Closed ror-web-expert closed 4 months ago
I fail to see how this is an issue with Capybara. Capybara is a tool for testing web apps, not a scraping tool actively hiding itself from sites. The fact that you're using it abuse the terms of service of indeed is not something we can help you with.
Problem: I'm facing an issue with my Rails application that involves scraping data from different sites using the Capybara gem. Everything works fine for most sites, but I'm encountering a problem specifically with Indeed.
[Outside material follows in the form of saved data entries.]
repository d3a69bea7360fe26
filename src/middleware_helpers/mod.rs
pub mod request_id;
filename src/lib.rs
//! RFID Warehouse API Library
//!
//! Item catalog plus an append-only RFID movement ledger. A tag's location is
//! never stored; it is derived from the latest entry in its movement log.
#![forbid(unsafe_code)]
#![deny(rust_2018_idioms)]
#![allow(elided_lifetimes_in_paths)]
#![warn(clippy::all, clippy::perf, clippy::dbg_macro)]

// Core modules
pub mod config;
pub mod db;
pub mod entities;
pub mod errors;
pub mod events;
pub mod handlers;
pub mod health;
pub mod middleware_helpers;
pub mod migrator;
pub mod services;
pub mod tracing_ctx;

use axum::{middleware, response::Json, routing::get, Router};
use sea_orm::DatabaseConnection;
use serde_json::{json, Value};
use std::sync::Arc;

// App state definition
#[derive(Clone)]
pub struct AppState {
    pub db: Arc<DatabaseConnection>,
    pub config: config::AppConfig,
    pub event_sender: events::EventSender,
    pub services: handlers::AppServices,
}

/// Assemble the full application router on top of the shared state.
pub fn app_router(state: Arc<AppState>) -> Router {
    Router::new()
        .route("/", get(root_index))
        .merge(health::health_routes())
        .nest("/api/items", handlers::items::item_routes())
        .nest("/api/rfid", handlers::rfid::rfid_routes())
        .layer(middleware::from_fn(
            middleware_helpers::request_id::request_id_middleware,
        ))
        .with_state(state)
}

async fn root_index() -> Json<Value> {
    Json(json!({
        "message": "RFID Warehouse API",
        "version": env!("CARGO_PKG_VERSION"),
        "endpoints": {
            "items": "/api/items",
            "rfid": "/api/rfid"
        }
    }))
}
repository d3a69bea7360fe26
//! Database bootstrap: pooled sea-orm connection and startup migrations.

use sea_orm::{ConnectOptions, Database, DatabaseConnection};
use sea_orm_migration::MigratorTrait;
use std::time::Duration;
use tracing::{debug, info};

use crate::config::AppConfig;
use crate::errors::ServiceError;
use crate::migrator::Migrator;

/// Type alias for a database connection pool
pub type DbPool = DatabaseConnection;

/// Pool tuning knobs, decoupled from the full application config so tests can
/// connect with nothing but a URL.
#[derive(Debug, Clone)]
pub struct PoolSettings {
    pub max_connections: u32,
    pub min_connections: u32,
    pub connect_timeout: Duration,
    pub idle_timeout: Duration,
    pub acquire_timeout: Duration,
}

impl Default for PoolSettings {
    fn default() -> Self {
        Self {
            max_connections: 10,
            min_connections: 1,
            connect_timeout: Duration::from_secs(30),
            idle_timeout: Duration::from_secs(600),
            acquire_timeout: Duration::from_secs(8),
        }
    }
}

impl From<&AppConfig> for PoolSettings {
    fn from(cfg: &AppConfig) -> Self {
        Self {
            max_connections: cfg.db_max_connections,
            min_connections: cfg.db_min_connections,
            connect_timeout: Duration::from_secs(cfg.db_connect_timeout_secs),
            idle_timeout: Duration::from_secs(cfg.db_idle_timeout_secs),
            acquire_timeout: Duration::from_secs(cfg.db_acquire_timeout_secs),
        }
    }
}

impl PoolSettings {
    /// SQLite permits a single writer at a time, and a transaction that starts
    /// with a read and later upgrades to a write gets SQLITE_BUSY immediately
    /// when another connection is writing; the busy timeout never applies to
    /// that upgrade. A single-connection pool serializes transactions at
    /// acquire time, so concurrent callers queue instead of erroring.
    fn adjusted_for(&self, database_url: &str) -> Self {
        if database_url.trim_start().starts_with("sqlite") {
            Self {
                max_connections: 1,
                min_connections: 1,
                ..self.clone()
            }
        } else {
            self.clone()
        }
    }
}

/// Connects with default pool settings.
pub async fn connect(database_url: &str) -> Result<DbPool, ServiceError> {
    connect_with_settings(database_url, &PoolSettings::default()).await
}

/// Connects using the pool tuning carried by the application config.
pub async fn connect_from_config(cfg: &AppConfig) -> Result<DbPool, ServiceError> {
    connect_with_settings(&cfg.database_url, &cfg.into()).await
}

pub async fn connect_with_settings(
    database_url: &str,
    settings: &PoolSettings,
) -> Result<DbPool, ServiceError> {
    let settings = settings.adjusted_for(database_url);
    debug!("Configuring database pool: {:?}", settings);

    let mut opt = ConnectOptions::new(database_url.to_string());
    opt.max_connections(settings.max_connections)
        .min_connections(settings.min_connections)
        .connect_timeout(settings.connect_timeout)
        .acquire_timeout(settings.acquire_timeout)
        .idle_timeout(settings.idle_timeout)
        .sqlx_logging(true);

    let pool = Database::connect(opt).await?;
    info!(
        max_connections = settings.max_connections,
        "database connection pool established"
    );

    Ok(pool)
}

/// Applies all pending migrations.
pub async fn run_migrations(pool: &DbPool) -> Result<(), ServiceError> {
    info!("Running database migrations");
    let start = std::time::Instant::now();

    Migrator::up(pool, None).await?;

    info!(elapsed = ?start.elapsed(), "database migrations applied");
    Ok(())
}

/// Checks that the pool can still reach the database.
pub async fn check_connection(pool: &DbPool) -> Result<(), ServiceError> {
    pool.ping().await?;
    Ok(())
}

#[cfg(test)]
mod tests {
    use super::*;

    #[test]
    fn sqlite_pool_is_capped_to_one_connection() {
        let settings = PoolSettings::default().adjusted_for("sqlite://warehouse.db?mode=rwc");
        assert_eq!(settings.max_connections, 1);
        assert_eq!(settings.min_connections, 1);
    }

    #[test]
    fn postgres_pool_keeps_configured_size() {
        let settings = PoolSettings {
            max_connections: 20,
            ..PoolSettings::default()
        }
        .adjusted_for("postgres://localhost/warehouse");
        assert_eq!(settings.max_connections, 20);
    }

    #[tokio::test]
    async fn connect_and_migrate_in_memory() {
        let pool = connect("sqlite::memory:")
            .await
            .expect("in-memory sqlite should connect");
        assert!(run_migrations(&pool).await.is_ok());
        assert!(check_connection(&pool).await.is_ok());
    }
}
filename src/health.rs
//! Health endpoints: `/health` pings the database, `/health/live` only
//! confirms the process is responsive.

use axum::{
    extract::State,
    http::StatusCode,
    response::{IntoResponse, Json},
    routing::get,
    Router,
};
use chrono::Utc;
use serde_json::json;
use std::sync::Arc;
use tracing::error;

use crate::handlers::AppState;

pub fn health_routes() -> Router<Arc<AppState>> {
    Router::new()
        .route("/health", get(health))
        .route("/health/live", get(live))
}

async fn health(State(state): State<Arc<AppState>>) -> impl IntoResponse {
    match state.db.ping().await {
        Ok(()) => (
            StatusCode::OK,
            Json(json!({
                "status": "up",
                "version": env!("CARGO_PKG_VERSION"),
                "database": "up",
                "timestamp": Utc::now().to_rfc3339(),
            })),
        ),
        Err(e) => {
            error!("health check database ping failed: {}", e);
            (
                StatusCode::SERVICE_UNAVAILABLE,
                Json(json!({
                    "status": "down",
                    "version": env!("CARGO_PKG_VERSION"),
                    "database": "down",
                    "timestamp": Utc::now().to_rfc3339(),
                })),
            )
        }
    }
}

async fn live() -> impl IntoResponse {
    Json(json!({ "status": "up" }))
}
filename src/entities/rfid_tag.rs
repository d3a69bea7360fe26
use chrono::{DateTime, NaiveDate, Utc};
use sea_orm::entity::prelude::*;
use serde::{Deserialize, Serialize};
use uuid::Uuid;

/// RFID tag bound to exactly one catalog item. Many tags may reference the
/// same `item_code` (batch tracking). The binding is immutable once created.
#[derive(Clone, Debug, PartialEq, DeriveEntityModel, Serialize, Deserialize)]
#[sea_orm(table_name = "rfid_tags")]
pub struct Model {
    #[sea_orm(primary_key, auto_increment = false, column_type = "Uuid")]
    pub id: Uuid,
    #[sea_orm(unique)]
    pub tag_uid: String,
    pub item_code: String,
    pub batch_no: Option<String>,
    pub expiry_date: Option<NaiveDate>,
    pub created_at: DateTime<Utc>,
}

#[derive(Copy, Clone, Debug, EnumIter, DeriveRelation)]
pub enum Relation {
    #[sea_orm(
        belongs_to = "super::item::Entity",
        from = "Column::ItemCode",
        to = "super::item::Column::ItemCode"
    )]
    Item,
    #[sea_orm(has_many = "super::tag_movement::Entity")]
    Movements,
}

impl Related<super::item::Entity> for Entity {
    fn to() -> RelationDef {
        Relation::Item.def()
    }
}

impl Related<super::tag_movement::Entity> for Entity {
    fn to() -> RelationDef {
        Relation::Movements.def()
    }
}

impl ActiveModelBehavior for ActiveModel {}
Description: When I attempt to scrape data from Indeed with the headless option set to true, I get blocked. However, when I set the headless option to false, the scraping works fine. Upon inspecting the screenshot generated by @session.save_screenshot, it clearly indicates that I've been blocked.
Steps to Reproduce:
Set headless: true in browser options. Attempt to scrape data from Indeed. Observe the blocking issue. Expected Behavior: Scraping should work seamlessly with headless mode enabled, just as it does for other sites.
Environment:
Rails Version: 7 Capybara Version: 3.39.2 Nokogiri Version: 1.15.4-x86_64-linux
Additional Information:
Adding a proxy service did not resolve the issue. The problem seems specific to the interaction between Indeed and Capybara with headless mode.
Workaround:
Setting headless: false resolves the blocking issue, but this is not an ideal solution.
Request for Assistance: I'm seeking guidance on potential solutions or workarounds to enable headless scraping for Indeed without being blocked. Any insights or recommendations would be greatly appreciated.
Thank you for your assistance!